1942: The deportation of 10,000 Jews from Lodz began at the rate of 700 a day. They are all sent to Chelmno to be gassed. Nine transports of about 90 people each were buried in Chelmno. Five of the nine men unloading the corpses were shot when the day was done.
1943: The German Foreign Minister, Ribbentrop, warned Italians that they would permit Jews to live in areas under German rule until March 31. After that time, "the Government won't be able to make any exceptions." In other words, Italian Jews would now become candidates for the Final Solution.
1943: Fifteen hundred Jews are deported from Radom , Poland , to Treblinka.
1944: Two United States Treasury Department officials--Josiah DuBois and Randolph Paul--threaten to resign and make public the report on their investigation into the State Department's scandalous activities in regard to the Jews. The report is originally entitled "Report to the Secretary [of the Treasury] on the Acquiescence of This Government in the Murder of the Jews." The report indicts officials of the State Department for their "willful attempts to prevent action from being taken to rescue Jews from Hitler.""They have not only failed to use the governmental machinery at their disposal to rescue Jews from Hitler, but have even gone so far as to use this governmental machinery to prevent rescue of the Jews.

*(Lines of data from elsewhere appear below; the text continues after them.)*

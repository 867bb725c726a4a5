//! Command pools and command buffer recording.

use crate::buffer::Buffer;
use crate::device::LogicalDevice;
use crate::error::{GpuError, Result};
use crate::pipeline::GraphicsPipeline;
use crate::render_pass::{Framebuffer, RenderPass};
use crate::sync::{Fence, Semaphore};
use crate::vertex::VertexInput;
use ash::vk;
use bytemuck::Pod;
use std::sync::Arc;

/// Command pool for allocating command buffers.
///
/// Shared by every buffer allocated from it, so the pool is destroyed last.
pub struct CommandPool {
    device: Arc<LogicalDevice>,
    pool: vk::CommandPool,
    queue_family: u32,
}

impl CommandPool {
    pub fn new(
        device: &Arc<LogicalDevice>,
        queue_family: u32,
        flags: vk::CommandPoolCreateFlags,
    ) -> Result<Arc<Self>> {
        let create_info = vk::CommandPoolCreateInfo::default()
            .queue_family_index(queue_family)
            .flags(flags);

        let pool = unsafe { device.handle().create_command_pool(&create_info, None)? };

        Ok(Arc::new(Self {
            device: Arc::clone(device),
            pool,
            queue_family,
        }))
    }

    pub fn handle(&self) -> vk::CommandPool {
        self.pool
    }

    pub fn queue_family(&self) -> u32 {
        self.queue_family
    }

    pub fn device(&self) -> &Arc<LogicalDevice> {
        &self.device
    }

    /// Allocate a single command buffer.
    pub fn allocate(self: &Arc<Self>, level: vk::CommandBufferLevel) -> Result<CommandBuffer> {
        self.allocate_many(level, 1)?
            .pop()
            .ok_or_else(|| GpuError::CommandBuffer("driver returned no command buffer".into()))
    }

    /// Allocate `count` command buffers.
    pub fn allocate_many(
        self: &Arc<Self>,
        level: vk::CommandBufferLevel,
        count: u32,
    ) -> Result<Vec<CommandBuffer>> {
        let alloc_info = vk::CommandBufferAllocateInfo::default()
            .command_pool(self.pool)
            .level(level)
            .command_buffer_count(count);

        let buffers = unsafe { self.device.handle().allocate_command_buffers(&alloc_info)? };
        Ok(buffers
            .into_iter()
            .map(|buffer| CommandBuffer {
                pool: Arc::clone(self),
                buffer,
                level,
                state: RecordingState::Initial,
            })
            .collect())
    }
}

impl Drop for CommandPool {
    fn drop(&mut self) {
        unsafe {
            self.device.handle().destroy_command_pool(self.pool, None);
        }
    }
}

/// Where a command buffer is in its recording lifecycle.
#[derive(Debug, Clone, Copy, PartialEq, Eq)]
pub enum RecordingState {
    Initial,
    Recording,
    InRenderPass,
    Executable,
}

impl RecordingState {
    pub fn begin(self) -> Result<Self> {
        match self {
            Self::Initial => Ok(Self::Recording),
            other => Err(GpuError::CommandBuffer(format!(
                "cannot begin a command buffer that is already {other:?}"
            ))),
        }
    }

    pub fn end(self) -> Result<Self> {
        match self {
            Self::Recording => Ok(Self::Executable),
            Self::InRenderPass => Err(GpuError::CommandBuffer(
                "cannot end a command buffer inside a render pass".into(),
            )),
            other => Err(GpuError::CommandBuffer(format!(
                "cannot end a command buffer that is {other:?}"
            ))),
        }
    }

    pub fn begin_render_pass(self) -> Result<Self> {
        match self {
            Self::Recording => Ok(Self::InRenderPass),
            other => Err(GpuError::CommandBuffer(format!(
                "cannot begin a render pass while {other:?}"
            ))),
        }
    }

    pub fn end_render_pass(self) -> Result<Self> {
        match self {
            Self::InRenderPass => Ok(Self::Recording),
            other => Err(GpuError::CommandBuffer(format!(
                "cannot end a render pass while {other:?}"
            ))),
        }
    }

    /// State commands valid both inside and outside a render pass.
    pub fn require_recording(self) -> Result<Self> {
        match self {
            Self::Recording | Self::InRenderPass => Ok(self),
            other => Err(GpuError::CommandBuffer(format!(
                "cannot record commands while {other:?}"
            ))),
        }
    }

    /// Draws must happen inside a render pass.
    pub fn require_render_pass(self) -> Result<Self> {
        match self {
            Self::InRenderPass => Ok(self),
            other => Err(GpuError::CommandBuffer(format!(
                "cannot draw while {other:?}"
            ))),
        }
    }

    /// Transfers must happen outside a render pass.
    pub fn require_outside_render_pass(self) -> Result<Self> {
        match self {
            Self::Recording => Ok(self),
            other => Err(GpuError::CommandBuffer(format!(
                "cannot record a transfer while {other:?}"
            ))),
        }
    }
}

/// A command buffer; freed back to its pool on drop.
pub struct CommandBuffer {
    pool: Arc<CommandPool>,
    buffer: vk::CommandBuffer,
    level: vk::CommandBufferLevel,
    state: RecordingState,
}

impl CommandBuffer {
    pub fn handle(&self) -> vk::CommandBuffer {
        self.buffer
    }

    pub fn level(&self) -> vk::CommandBufferLevel {
        self.level
    }

    pub fn state(&self) -> RecordingState {
        self.state
    }

    fn device(&self) -> &ash::Device {
        self.pool.device.handle()
    }

    pub fn begin(&mut self, flags: vk::CommandBufferUsageFlags) -> Result<()> {
        let next = self.state.begin()?;
        let begin_info = vk::CommandBufferBeginInfo::default().flags(flags);
        unsafe { self.device().begin_command_buffer(self.buffer, &begin_info)? };
        self.state = next;
        Ok(())
    }

    pub fn end(&mut self) -> Result<()> {
        let next = self.state.end()?;
        unsafe { self.device().end_command_buffer(self.buffer)? };
        self.state = next;
        Ok(())
    }

    /// Begin `render_pass` on `framebuffer`, clearing every attachment.
    pub fn begin_render_pass(
        &mut self,
        render_pass: &RenderPass,
        framebuffer: &Framebuffer,
    ) -> Result<()> {
        let next = self.state.begin_render_pass()?;
        if framebuffer.render_pass().handle() != render_pass.handle() {
            return Err(GpuError::CommandBuffer(
                "framebuffer was created for a different render pass".into(),
            ));
        }

        let clear_values = render_pass.clear_values();
        let begin_info = vk::RenderPassBeginInfo::default()
            .render_pass(render_pass.handle())
            .framebuffer(framebuffer.handle())
            .render_area(vk::Rect2D {
                offset: vk::Offset2D { x: 0, y: 0 },
                extent: render_pass.extent(),
            })
            .clear_values(&clear_values);

        unsafe {
            self.device()
                .cmd_begin_render_pass(self.buffer, &begin_info, vk::SubpassContents::INLINE);
        }
        self.state = next;
        Ok(())
    }

    pub fn end_render_pass(&mut self) -> Result<()> {
        let next = self.state.end_render_pass()?;
        unsafe { self.device().cmd_end_render_pass(self.buffer) };
        self.state = next;
        Ok(())
    }

    pub fn bind_pipeline<V: VertexInput>(&mut self, pipeline: &GraphicsPipeline<V>) -> Result<()> {
        self.state.require_recording()?;
        unsafe {
            self.device().cmd_bind_pipeline(
                self.buffer,
                vk::PipelineBindPoint::GRAPHICS,
                pipeline.handle(),
            );
        }
        Ok(())
    }

    /// Bind `buffers` to consecutive bindings starting at `first_binding`.
    pub fn bind_vertex_buffers<T: Pod>(
        &mut self,
        first_binding: u32,
        buffers: &[&Buffer<T>],
    ) -> Result<()> {
        self.state.require_recording()?;
        let handles: Vec<vk::Buffer> = buffers.iter().map(|b| b.handle()).collect();
        let offsets = vec![0; handles.len()];
        unsafe {
            self.device()
                .cmd_bind_vertex_buffers(self.buffer, first_binding, &handles, &offsets);
        }
        Ok(())
    }

    pub fn draw(
        &mut self,
        vertex_count: u32,
        instance_count: u32,
        first_vertex: u32,
        first_instance: u32,
    ) -> Result<()> {
        self.state.require_render_pass()?;
        unsafe {
            self.device().cmd_draw(
                self.buffer,
                vertex_count,
                instance_count,
                first_vertex,
                first_instance,
            );
        }
        Ok(())
    }

    /// Copy the whole of `src` into the start of `dst`.
    pub fn copy_buffer<T: Pod>(&mut self, src: &Buffer<T>, dst: &Buffer<T>) -> Result<()> {
        self.state.require_outside_render_pass()?;
        if dst.size() < src.size() {
            return Err(GpuError::CommandBuffer(format!(
                "copy destination holds {} bytes, source has {}",
                dst.size(),
                src.size()
            )));
        }

        let region = vk::BufferCopy::default().size(src.size());
        unsafe {
            self.device()
                .cmd_copy_buffer(self.buffer, src.handle(), dst.handle(), &[region]);
        }
        Ok(())
    }

    /// Submit for execution on `queue`.
    ///
    /// Each wait semaphore is paired with the stage that waits on it.
    pub fn submit(
        &self,
        queue: vk::Queue,
        waits: &[(&Semaphore, vk::PipelineStageFlags)],
        signals: &[&Semaphore],
        fence: Option<&Fence>,
    ) -> Result<()> {
        if self.state != RecordingState::Executable {
            return Err(GpuError::CommandBuffer(format!(
                "cannot submit a command buffer that is {:?}",
                self.state
            )));
        }

        let wait_semaphores: Vec<vk::Semaphore> = waits.iter().map(|(s, _)| s.handle()).collect();
        let wait_stages: Vec<vk::PipelineStageFlags> = waits.iter().map(|(_, st)| *st).collect();
        let signal_semaphores: Vec<vk::Semaphore> = signals.iter().map(|s| s.handle()).collect();
        let command_buffers = [self.buffer];

        let submit_info = vk::SubmitInfo::default()
            .command_buffers(&command_buffers)
            .wait_semaphores(&wait_semaphores)
            .wait_dst_stage_mask(&wait_stages)
            .signal_semaphores(&signal_semaphores);

        unsafe {
            self.device().queue_submit(
                queue,
                &[submit_info],
                fence.map_or(vk::Fence::null(), Fence::handle),
            )?;
        }
        Ok(())
    }
}

impl Drop for CommandBuffer {
    fn drop(&mut self) {
        unsafe {
            self.device()
                .free_command_buffers(self.pool.pool, &[self.buffer]);
        }
    }
}

/// Record with `record`, submit once to `queue` and wait for completion.
pub fn execute_one_time<F>(pool: &Arc<CommandPool>, queue: vk::Queue, record: F) -> Result<()>
where
    F: FnOnce(&mut CommandBuffer) -> Result<()>,
{
    let mut cmd = pool.allocate(vk::CommandBufferLevel::PRIMARY)?;
    cmd.begin(vk::CommandBufferUsageFlags::ONE_TIME_SUBMIT)?;
    record(&mut cmd)?;
    cmd.end()?;

    let fence = Fence::new(pool.device(), false)?;
    cmd.submit(queue, &[], &[], Some(&fence))?;
    fence.wait(u64::MAX)?;
    Ok(())
}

1948 (2nd of Shevat, 5708): Solomon Mikhoels was killed by the secret police under Stalin's orders, as part of a campaign to eradicate Jewish intellectualism and culture. Born in 1890, Mikhoels was a leading Russian and Yiddish actor famed for his roles as Tevye and King Lear. During the war he had tried to win support for the Russian war effort by touring England and the United States .
1948: In attempt to secure the road to Mt. Scopus , site of Hadassah Hospital , the Haganah launched an attack on Sheikh Jarrah. Having dislodged the Arab gunmen from the area, the Jews were forced to hand it over to the British who promised not to permit armed Arabs into the area. Within forty eight hours, the British gave it back to the Arabs.
1949: Birthdate of television executive, Brandon Tartikoff.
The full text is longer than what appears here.